Except of course to the British. To them, the Irish are just rednecks. They look at Ireland like the rest of America looks at the South. To get some idea of what that is, look at any episode of The Beverly Hillbillies. I mean, I liked the Beverly Hillbillies but I don't see how they functioned. Who did their grocery shopping? Where did they find possum in Beverly Hills?

Back on the subject, though, the Irish Catholics are trying to get the British to leave their country. You know what they call this? "The Troubles". Its like a century or more of violence and bloodshed, and they call it "The Troubles".

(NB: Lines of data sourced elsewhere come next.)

//! The persisted mode record and its normalization.

use crate::config::ModeDefaults;
use crate::error::AmvError;
use serde::{Deserialize, Serialize};
use serde_json::Value;
use std::fmt;
use std::str::FromStr;

/// Execution mode the user asked for.
#[derive(Debug, Clone, Copy, Default, PartialEq, Eq, Hash, Serialize, Deserialize)]
#[serde(rename_all = "lowercase")]
pub enum SetupType {
    #[default]
    Cpu,
    Gpu,
}

impl SetupType {
    pub fn as_str(&self) -> &'static str {
        match self {
            SetupType::Cpu => "cpu",
            SetupType::Gpu => "gpu",
        }
    }
}

impl fmt::Display for SetupType {
    fn fmt(&self, f: &mut fmt::Formatter<'_>) -> fmt::Result {
        f.write_str(self.as_str())
    }
}

impl FromStr for SetupType {
    type Err = AmvError;

    fn from_str(s: &str) -> Result<Self, Self::Err> {
        match s.trim().to_ascii_lowercase().as_str() {
            "cpu" => Ok(SetupType::Cpu),
            "gpu" => Ok(SetupType::Gpu),
            other => Err(AmvError::Validation {
                field: "setup_type".into(),
                message: format!("expected cpu or gpu, got {:?}", other),
            }),
        }
    }
}

/// Persisted user intent plus recent-file history.
///
/// Invariant after [`normalize`]: `setup_type == Gpu` implies `!force_cpu`
/// and `force_cpu` implies `setup_type == Cpu`.
#[derive(Debug, Clone, PartialEq, Eq, Serialize, Deserialize)]
pub struct ModeRecord {
    pub recent_files: Vec<String>,
    pub max_recent: usize,
    pub force_cpu: bool,
    pub setup_type: SetupType,
}

impl Default for ModeRecord {
    fn default() -> Self {
        Self {
            recent_files: Vec::new(),
            max_recent: ModeDefaults::MAX_RECENT,
            force_cpu: false,
            setup_type: SetupType::Cpu,
        }
    }
}

impl ModeRecord {
    /// Record for an explicit mode choice, keeping the recent-file history.
    pub fn with_mode(&self, target: SetupType) -> Self {
        let mut next = self.clone();
        next.setup_type = target;
        next.force_cpu = target == SetupType::Cpu;
        next.normalized()
    }

    /// Re-run normalization on an in-memory record.
    pub fn normalized(&self) -> Self {
        match serde_json::to_value(self) {
            Ok(value) => normalize(&value),
            Err(_) => ModeRecord::default(),
        }
    }

    /// Put `path` at the front of the history. Returns true if anything moved.
    pub fn push_recent(&mut self, path: &str) -> bool {
        let path = path.trim();
        if path.is_empty() {
            return false;
        }
        let before = self.recent_files.clone();
        self.recent_files.retain(|p| p != path);
        self.recent_files.insert(0, path.to_string());
        self.recent_files.truncate(self.max_recent);
        self.recent_files != before
    }
}

/// Normalize an arbitrary stored value into a coherent record.
///
/// Unknown keys are dropped. A missing or malformed field falls back to its
/// default. Coherence between `setup_type` and `force_cpu` is enforced last,
/// and an explicit GPU choice wins over a stale force-CPU flag.
pub fn normalize(raw: &Value) -> ModeRecord {
    let defaults = ModeRecord::default();
    let Some(obj) = raw.as_object() else {
        return defaults;
    };

    let max_recent = obj
        .get("max_recent")
        .and_then(Value::as_i64)
        .map(|n| n.clamp(ModeDefaults::MAX_RECENT_MIN as i64, ModeDefaults::MAX_RECENT_MAX as i64) as usize)
        .unwrap_or(defaults.max_recent);

    let mut recent_files: Vec<String> = Vec::new();
    if let Some(items) = obj.get("recent_files").and_then(Value::as_array) {
        for item in items {
            let Some(s) = item.as_str() else { continue };
            let s = s.trim();
            if !s.is_empty() && !recent_files.iter().any(|p| p == s) {
                recent_files.push(s.to_string());
            }
        }
    }
    recent_files.truncate(max_recent);

    let setup_type = obj
        .get("setup_type")
        .and_then(Value::as_str)
        .and_then(|s| s.parse::<SetupType>().ok())
        .unwrap_or(defaults.setup_type);

    let mut force_cpu = obj
        .get("force_cpu")
        .and_then(Value::as_bool)
        .unwrap_or(defaults.force_cpu);

    if setup_type == SetupType::Gpu {
        force_cpu = false;
    }

    ModeRecord {
        recent_files,
        max_recent,
        force_cpu,
        setup_type,
    }
}

#[cfg(test)]
mod tests {
    use super::*;
    use serde_json::json;

    #[test]
    fn test_migrates_legacy_keys_and_coerces_mode_flags() {
        let raw = json!({
            "recent_files": ["a.wav", "a.wav", "", 123, "b.wav"],
            "max_recent": 2,
            "force_cpu": true,
            "setup_type": "gpu",
            "enabled": false,
            "fp16": false,
            "batch_size": 1
        });
        let record = normalize(&raw);
        assert_eq!(record.recent_files, vec!["a.wav", "b.wav"]);
        assert_eq!(record.max_recent, 2);
        assert_eq!(record.setup_type, SetupType::Gpu);
        assert!(!record.force_cpu);

        let value = serde_json::to_value(&record).unwrap();
        let mut keys: Vec<_> = value.as_object().unwrap().keys().cloned().collect();
        keys.sort();
        assert_eq!(keys, vec!["force_cpu", "max_recent", "recent_files", "setup_type"]);
    }

    #[test]
    fn test_clamps_max_recent_and_caps_history() {
        let record = normalize(&json!({
            "recent_files": ["x.wav", "", "x.wav", "y.wav"],
            "max_recent": 0,
            "setup_type": "CPU"
        }));
        assert_eq!(record.max_recent, 1);
        assert_eq!(record.recent_files, vec!["x.wav"]);
        assert_eq!(record.setup_type, SetupType::Cpu);

        assert_eq!(normalize(&json!({"max_recent": 500})).max_recent, 50);
        assert_eq!(normalize(&json!({"max_recent": "7"})).max_recent, 10);
    }

    #[test]
    fn test_bad_setup_type_and_non_object_fall_back() {
        assert_eq!(normalize(&json!({"setup_type": "tpu"})).setup_type, SetupType::Cpu);
        assert_eq!(normalize(&json!([1, 2, 3])), ModeRecord::default());
        assert_eq!(normalize(&Value::Null), ModeRecord::default());
    }

    #[test]
    fn test_normalize_is_idempotent_and_coherent() {
        let inputs = [
            json!({}),
            json!({"force_cpu": true}),
            json!({"force_cpu": true, "setup_type": "Gpu", "recent_files": [" a ", "a", "b"]}),
            json!({"max_recent": -4, "recent_files": ["a", "b", "c"]}),
            json!({"max_recent": 3, "recent_files": [null, "z", {"k": 1}, "z "]}),
        ];
        for raw in inputs {
            let once = normalize(&raw);
            let twice = normalize(&serde_json::to_value(&once).unwrap());
            assert_eq!(once, twice, "not idempotent for {raw}");
            if once.setup_type == SetupType::Gpu {
                assert!(!once.force_cpu);
            }
            if once.force_cpu {
                assert_eq!(once.setup_type, SetupType::Cpu);
            }
        }
    }

    #[test]
    fn test_with_mode_sets_force_cpu() {
        let record = ModeRecord::default();
        let cpu = record.with_mode(SetupType::Cpu);
        assert!(cpu.force_cpu);
        let gpu = cpu.with_mode(SetupType::Gpu);
        assert!(!gpu.force_cpu);
        assert_eq!(gpu.setup_type, SetupType::Gpu);
    }

    #[test]
    fn test_push_recent_moves_to_front_and_caps() {
        let mut record = ModeRecord {
            max_recent: 2,
            ..ModeRecord::default()
        };
        assert!(record.push_recent("a.wav"));
        assert!(record.push_recent("b.wav"));
        assert!(record.push_recent("a.wav"));
        assert_eq!(record.recent_files, vec!["a.wav", "b.wav"]);
        assert!(record.push_recent("c.wav"));
        assert_eq!(record.recent_files, vec!["c.wav", "a.wav"]);
        assert!(!record.push_recent("c.wav"));
        assert!(!record.push_recent("   "));
    }
}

Maybe they just don't know what else to call it. They don't have a real army (well, they go fight for the British, but that's the British army; and there's the IRA but that's different) so they can't call it a war, and besides war is bad and wrong. You can't really say "resistance" I guess. So they came up with "The Troubles", which I guess is accurate, just grossly understated. It sounds like a Broadway musical:

We got troubles
Right here in River City
With a capital 'T'
And that rhymes with 'B'
and that stands for Bomb

It just seems so unfair. I mean, America didn't like the British so we had a war and got it over with. The Indians didn't like them so they got this passive-resistance thing going and kicked them out. I'm not sure what happened with Canada and Australia but I think it amounts to just ignoring them til they went away. And what do the Irish get? Troubles.

I don't mean to make fun of it or make it sound less serious than it is. I don't think bombings and death are funny, I just don't understand the situation in Ireland. Why are the Irish so dead-set against the Brits? Its not like they're the Soviets or the Nazis. Even if you don't like them you have to have an awful lot of hate to be shooting and bombing people. On the other hand, what does Ireland have the Brits don't just let them go? If I had a dog that kept biting me and trying to run away, I reckon sooner or later I'd cut it loose.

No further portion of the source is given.